Aim of the task → Which lines of the entries contain the string "that"? Copy each of them.

Input material →
--- START ---

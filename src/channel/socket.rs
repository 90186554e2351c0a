//! # Unix datagram socket [`Channel`] spanning processes.
//!
//! One process owns the inbox: a datagram socket bound to a filesystem path. Any
//! process can connect to that path and put entries; each entry travels as a single
//! datagram holding its JSON encoding.
//!
//! ```text
//!   process A: SocketChannel::connect(path) ──┐
//!   process B: SocketChannel::connect(path) ──┼──► inbox bound at `path` ──► get()
//!   owner:     SocketChannel::bind(path) ─────┘        (owner, or its forked children)
//! ```
//!
//! ## Rules
//! - Datagrams are delivered whole; concurrent producers never interleave bytes.
//! - `put` never waits: a full inbox reports [`ChannelError::Full`], a missing one
//!   [`ChannelError::Disconnected`].
//! - Only handles created by [`SocketChannel::bind`] (their clones, and copies inherited
//!   through `fork`) can `get`; a connected handle reports `Disconnected`.
//! - Entries larger than [`MAX_DATAGRAM`] bytes once encoded are rejected.

use std::io;
use std::os::fd::AsFd;
use std::os::unix::net::UnixDatagram;
use std::path::{Path, PathBuf};
use std::sync::Arc;
use std::time::Instant;

use nix::errno::Errno;
use nix::poll::{poll, PollFd, PollFlags, PollTimeout};
use tracing::{debug, trace, warn};

use crate::channel::{Channel, Entry, Get};
use crate::error::ChannelError;

/// Largest encoded entry accepted by [`SocketChannel`].
pub const MAX_DATAGRAM: usize = 64 * 1024;

#[derive(Debug)]
struct Inner {
    path: PathBuf,
    outbox: UnixDatagram,
    inbox: Option<UnixDatagram>,
    /// Process that bound the inbox; only it removes the socket file.
    owner: Option<u32>,
}

impl Drop for Inner {
    fn drop(&mut self) {
        if self.owner == Some(std::process::id()) {
            match std::fs::remove_file(&self.path) {
                Ok(()) => debug!(path = %self.path.display(), "socket inbox removed"),
                Err(error) => warn!(%error, path = %self.path.display(), "failed to remove socket inbox"),
            }
        }
    }
}

/// Channel over a Unix datagram socket, usable across processes.
///
/// ## Example
/// ```rust,no_run
/// use std::time::Duration;
/// use sigdispatch::{args, Get, Receiver, Sender, SocketChannel};
///
/// // Receiving process.
/// let mut receiver = Receiver::new(SocketChannel::bind("/tmp/app.sock")?);
/// receiver.connect("cb", |_| Ok(()));
///
/// // Any other process.
/// let sender = Sender::new(SocketChannel::connect("/tmp/app.sock")?);
/// sender.fire("cb", args![54])?;
///
/// receiver.handle_next(None, Get::timeout(Duration::from_secs(2)))?;
/// # Ok::<(), Box<dyn std::error::Error>>(())
/// ```
#[derive(Clone, Debug)]
pub struct SocketChannel {
    inner: Arc<Inner>,
}

impl SocketChannel {
    /// Creates the inbox at `path`; the returned handle can both put and get.
    ///
    /// Fails if `path` already exists. The socket file is removed when the last handle
    /// of the binding process is dropped.
    pub fn bind(path: impl AsRef<Path>) -> io::Result<Self> {
        let path = path.as_ref().to_path_buf();
        let inbox = UnixDatagram::bind(&path)?;
        inbox.set_nonblocking(true)?;
        debug!(path = %path.display(), "socket inbox bound");
        Self::build(path, Some(inbox))
    }

    /// Opens a put-only handle to the inbox at `path`.
    ///
    /// The inbox does not have to exist yet; puts report `Disconnected` until it does.
    pub fn connect(path: impl AsRef<Path>) -> io::Result<Self> {
        Self::build(path.as_ref().to_path_buf(), None)
    }

    fn build(path: PathBuf, inbox: Option<UnixDatagram>) -> io::Result<Self> {
        let outbox = UnixDatagram::unbound()?;
        outbox.set_nonblocking(true)?;
        let owner = inbox.as_ref().map(|_| std::process::id());
        Ok(Self {
            inner: Arc::new(Inner {
                path,
                outbox,
                inbox,
                owner,
            }),
        })
    }

    /// Path of the inbox.
    pub fn path(&self) -> &Path {
        &self.inner.path
    }

    /// Returns `true` if this handle can read.
    pub fn is_inbox(&self) -> bool {
        self.inner.inbox.is_some()
    }
}

fn transport(error: impl std::fmt::Display) -> ChannelError {
    ChannelError::Transport {
        message: error.to_string(),
    }
}

/// Rounds up so a sub-millisecond remainder still waits instead of spinning.
fn poll_timeout(left: std::time::Duration) -> PollTimeout {
    let ms = left.as_micros().div_ceil(1000).min(u128::from(u16::MAX));
    PollTimeout::from(u16::try_from(ms).unwrap_or(u16::MAX))
}

impl Channel for SocketChannel {
    fn put(&self, entry: Entry) -> Result<(), ChannelError> {
        let bytes = serde_json::to_vec(&entry).map_err(transport)?;
        if bytes.len() > MAX_DATAGRAM {
            return Err(transport(format!(
                "encoded entry is {} bytes, limit is {MAX_DATAGRAM}",
                bytes.len()
            )));
        }
        match self.inner.outbox.send_to(&bytes, &self.inner.path) {
            Ok(_) => {
                trace!(bytes = bytes.len(), "datagram sent");
                Ok(())
            }
            Err(e) if e.kind() == io::ErrorKind::WouldBlock => Err(ChannelError::Full),
            Err(e) if matches!(e.kind(), io::ErrorKind::NotFound | io::ErrorKind::ConnectionRefused) => {
                Err(ChannelError::Disconnected)
            }
            Err(e) => Err(transport(e)),
        }
    }

    fn get(&self, get: Get) -> Result<Entry, ChannelError> {
        let inbox = self.inner.inbox.as_ref().ok_or(ChannelError::Disconnected)?;
        let deadline = get.timeout.map(|timeout| (Instant::now() + timeout, timeout));
        let mut buf = vec![0u8; MAX_DATAGRAM];

        loop {
            match inbox.recv(&mut buf) {
                Ok(n) => return serde_json::from_slice(&buf[..n]).map_err(transport),
                Err(e) if e.kind() == io::ErrorKind::Interrupted => continue,
                // Another reader may have taken the datagram poll reported.
                Err(e) if e.kind() == io::ErrorKind::WouldBlock => {}
                Err(e) => return Err(transport(e)),
            }
            if !get.block {
                return Err(ChannelError::Empty);
            }

            let wait = match deadline {
                None => PollTimeout::NONE,
                Some((at, timeout)) => {
                    let left = at.saturating_duration_since(Instant::now());
                    if left.is_zero() {
                        return Err(ChannelError::Timeout { timeout });
                    }
                    poll_timeout(left)
                }
            };
            let mut fds = [PollFd::new(inbox.as_fd(), PollFlags::POLLIN)];
            match poll(&mut fds, wait) {
                Ok(_) | Err(Errno::EINTR) => {}
                Err(errno) => return Err(transport(errno)),
            }
        }
    }
}

#[cfg(test)]
mod tests {
    use std::process::Command;
    use std::sync::atomic::{AtomicUsize, Ordering};
    use std::sync::Mutex;
    use std::thread;
    use std::time::Duration;

    use serde_json::{json, Value};

    use super::*;
    use crate::args;
    use crate::channel::Event;
    use crate::dispatch::{Receiver, Sender};

    const CHILD_INBOX: &str = "SIGDISPATCH_TEST_CHILD_INBOX";

    fn socket_path(tag: &str) -> PathBuf {
        static NEXT: AtomicUsize = AtomicUsize::new(0);
        let n = NEXT.fetch_add(1, Ordering::Relaxed);
        std::env::temp_dir().join(format!("sigdispatch-{tag}-{}-{n}.sock", std::process::id()))
    }

    #[test]
    fn entries_cross_the_socket_in_order() {
        let inbox = SocketChannel::bind(socket_path("order")).unwrap();
        let producer = SocketChannel::connect(inbox.path()).unwrap();

        for i in 0..3 {
            producer.put(Entry::Event(Event::new("n", args![i]))).unwrap();
        }
        producer.put(Entry::Close).unwrap();

        for i in 0..3 {
            match inbox.get(Get::non_blocking()).unwrap() {
                Entry::Event(ev) => assert_eq!(ev.args.get(0), Some(&json!(i))),
                Entry::Close => panic!("marker arrived early"),
            }
        }
        assert!(inbox.get(Get::blocking()).unwrap().is_close());
    }

    #[test]
    fn empty_inbox_reports_would_block_conditions() {
        let inbox = SocketChannel::bind(socket_path("empty")).unwrap();
        assert_eq!(inbox.get(Get::non_blocking()).unwrap_err(), ChannelError::Empty);

        let started = Instant::now();
        let err = inbox.get(Get::timeout(Duration::from_millis(40))).unwrap_err();
        assert_eq!(
            err,
            ChannelError::Timeout {
                timeout: Duration::from_millis(40)
            }
        );
        assert!(started.elapsed() >= Duration::from_millis(40));
    }

    #[test]
    fn connected_handle_cannot_read_and_missing_inbox_disconnects() {
        let path = socket_path("gone");
        let producer = SocketChannel::connect(&path).unwrap();
        assert!(!producer.is_inbox());
        assert_eq!(producer.put(Entry::Close).unwrap_err(), ChannelError::Disconnected);
        assert_eq!(
            producer.get(Get::non_blocking()).unwrap_err(),
            ChannelError::Disconnected
        );

        let inbox = SocketChannel::bind(&path).unwrap();
        producer.put(Entry::Close).unwrap();
        assert!(inbox.get(Get::non_blocking()).unwrap().is_close());

        drop(inbox);
        assert!(!path.exists());
        assert_eq!(producer.put(Entry::Close).unwrap_err(), ChannelError::Disconnected);
    }

    #[test]
    fn oversized_entry_is_rejected() {
        let inbox = SocketChannel::bind(socket_path("big")).unwrap();
        let big = "x".repeat(MAX_DATAGRAM);
        let err = inbox.put(Entry::Event(Event::new("n", args![big]))).unwrap_err();
        assert_eq!(err.as_label(), "channel_transport");
        assert_eq!(inbox.get(Get::non_blocking()).unwrap_err(), ChannelError::Empty);
    }

    #[test]
    fn receive_loop_over_socket_with_thread_producer() {
        let inbox = SocketChannel::bind(socket_path("loop")).unwrap();
        let sender = Sender::new(SocketChannel::connect(inbox.path()).unwrap());
        let mut receiver = Receiver::new(inbox);
        let seen = Arc::new(Mutex::new(Vec::new()));
        let s = Arc::clone(&seen);
        receiver.connect("cb", move |a| {
            s.lock().unwrap().push(a.get(0).cloned().unwrap_or(Value::Null));
            Ok(())
        });

        let producer = thread::spawn(move || {
            for v in [43, 54, 87] {
                sender.fire("cb", args![v]).unwrap();
            }
            sender.close().unwrap();
        });
        receiver.handle_until_closed(None).unwrap();
        producer.join().unwrap();
        assert_eq!(*seen.lock().unwrap(), vec![json!(43), json!(54), json!(87)]);
    }

    /// Receiving side of `handle_next_in_child_process_with_timeout`; a no-op unless
    /// started by that test.
    #[test]
    fn child_process_receiver() {
        let Some(path) = std::env::var_os(CHILD_INBOX) else {
            return;
        };
        let mut receiver = Receiver::new(SocketChannel::bind(path).unwrap());
        let seen = Arc::new(Mutex::new(Vec::new()));
        let s = Arc::clone(&seen);
        receiver.connect("cb", move |a| {
            s.lock().unwrap().push(a.get(0).cloned().unwrap_or(Value::Null));
            Ok(())
        });

        receiver
            .handle_next(None, Get::timeout(Duration::from_secs(2)))
            .unwrap();
        assert_eq!(*seen.lock().unwrap(), vec![json!(54)]);
    }

    #[test]
    fn handle_next_in_child_process_with_timeout() {
        let path = socket_path("child");
        let mut child = Command::new(std::env::current_exe().unwrap())
            .args([
                "--exact",
                "channel::socket::tests::child_process_receiver",
                "--test-threads=1",
            ])
            .env(CHILD_INBOX, &path)
            .spawn()
            .unwrap();

        let started = Instant::now();
        while !path.exists() {
            if let Some(status) = child.try_wait().unwrap() {
                panic!("child exited before binding its inbox: {status}");
            }
            assert!(started.elapsed() < Duration::from_secs(10), "child never bound its inbox");
            thread::sleep(Duration::from_millis(10));
        }
        Sender::new(SocketChannel::connect(&path).unwrap())
            .fire("cb", args![54])
            .unwrap();

        let status = child.wait().unwrap();
        assert!(status.success(), "child receiver failed: {status}");
        assert!(!path.exists());
    }
}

--- END ---

Solution →
//! process can connect to that path and put entries; each entry travels as a single
    /// Process that bound the inbox; only it removes the socket file.
    /// started by that test.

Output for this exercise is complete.